- Exercise: Below are records; reproduce exactly the lines from the one containing "fn walk_offset(&self) ->" through the end, both included, and only those.

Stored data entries
------------------------------

impl DemoCreature {
    fn new(name: &str, color: Rgba, position: Position) -> Self {
        Self {
            name: name.to_string(),
            color,
            health_percent: 100,
            mana_percent: None,
            position: Cell::new(position),
            direction: Cell::new(Direction::South),
        }
    }

    fn with_vitals(mut self, health_percent: u8, mana_percent: Option<u8>) -> Self {
        self.health_percent = health_percent;
        self.mana_percent = mana_percent;
        self
    }

    pub(crate) fn name(&self) -> &str {
        &self.name
    }
}

impl MapCreature for DemoCreature {
    fn position(&self) -> Position {
        self.position.get()
    }

    fn is_walking(&self) -> bool {
        false
    }

    fn direction(&self) -> Direction {
        self.direction.get()
    }

    fn walk_offset(&self) -> Point {
        Point::default()
    }

    fn draw_information(&self, context: &CreatureInfoContext, pool: &mut DrawPool) {
        let tile = Point::new(
            (TILE_PIXELS as f32 * context.scale_factor * context.horizontal_stretch_factor) as i32,
            (TILE_PIXELS as f32 * context.scale_factor * context.vertical_stretch_factor) as i32,
        );
        let top_center = context.dest_point() + Point::new(tile.x / 2, 0);
        let bar_left = top_center.x - BAR_WIDTH_PX / 2;
        let mut cursor_y = top_center.y - BAR_HEIGHT_PX - 2;

        if context.flags.mana_bar {
            if let Some(mana) = self.mana_percent {
                add_bar(pool, Point::new(bar_left, cursor_y), mana, MANA_COLOR);
                cursor_y -= BAR_HEIGHT_PX + 1;
            }
        }
        if context.flags.health_bars {
            add_bar(pool, Point::new(bar_left, cursor_y), self.health_percent, HEALTH_COLOR);
            cursor_y -= BAR_HEIGHT_PX + 1;
        }
        if context.flags.names {
            let width = self.name.chars().count() as i32 * NAME_GLYPH_ADVANCE_PX;
            let origin = Point::new(top_center.x - width / 2, cursor_y - 12);
            pool.add_text(origin, context.dest_rect, self.name.clone(), NAME_COLOR);
        }
    }
}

------------------------------

- Response area:
    fn walk_offset(&self) -> Point {
        Point::default()
    }

    fn draw_information(&self, context: &CreatureInfoContext, pool: &mut DrawPool) {
        let tile = Point::new(
            (TILE_PIXELS as f32 * context.scale_factor * context.horizontal_stretch_factor) as i32,
            (TILE_PIXELS as f32 * context.scale_factor * context.vertical_stretch_factor) as i32,
        );
        let top_center = context.dest_point() + Point::new(tile.x / 2, 0);
        let bar_left = top_center.x - BAR_WIDTH_PX / 2;
        let mut cursor_y = top_center.y - BAR_HEIGHT_PX - 2;

        if context.flags.mana_bar {
            if let Some(mana) = self.mana_percent {
                add_bar(pool, Point::new(bar_left, cursor_y), mana, MANA_COLOR);
                cursor_y -= BAR_HEIGHT_PX + 1;
            }
        }
        if context.flags.health_bars {
            add_bar(pool, Point::new(bar_left, cursor_y), self.health_percent, HEALTH_COLOR);
            cursor_y -= BAR_HEIGHT_PX + 1;
        }
        if context.flags.names {
            let width = self.name.chars().count() as i32 * NAME_GLYPH_ADVANCE_PX;
            let origin = Point::new(top_center.x - width / 2, cursor_y - 12);
            pool.add_text(origin, context.dest_rect, self.name.clone(), NAME_COLOR);
        }
    }
}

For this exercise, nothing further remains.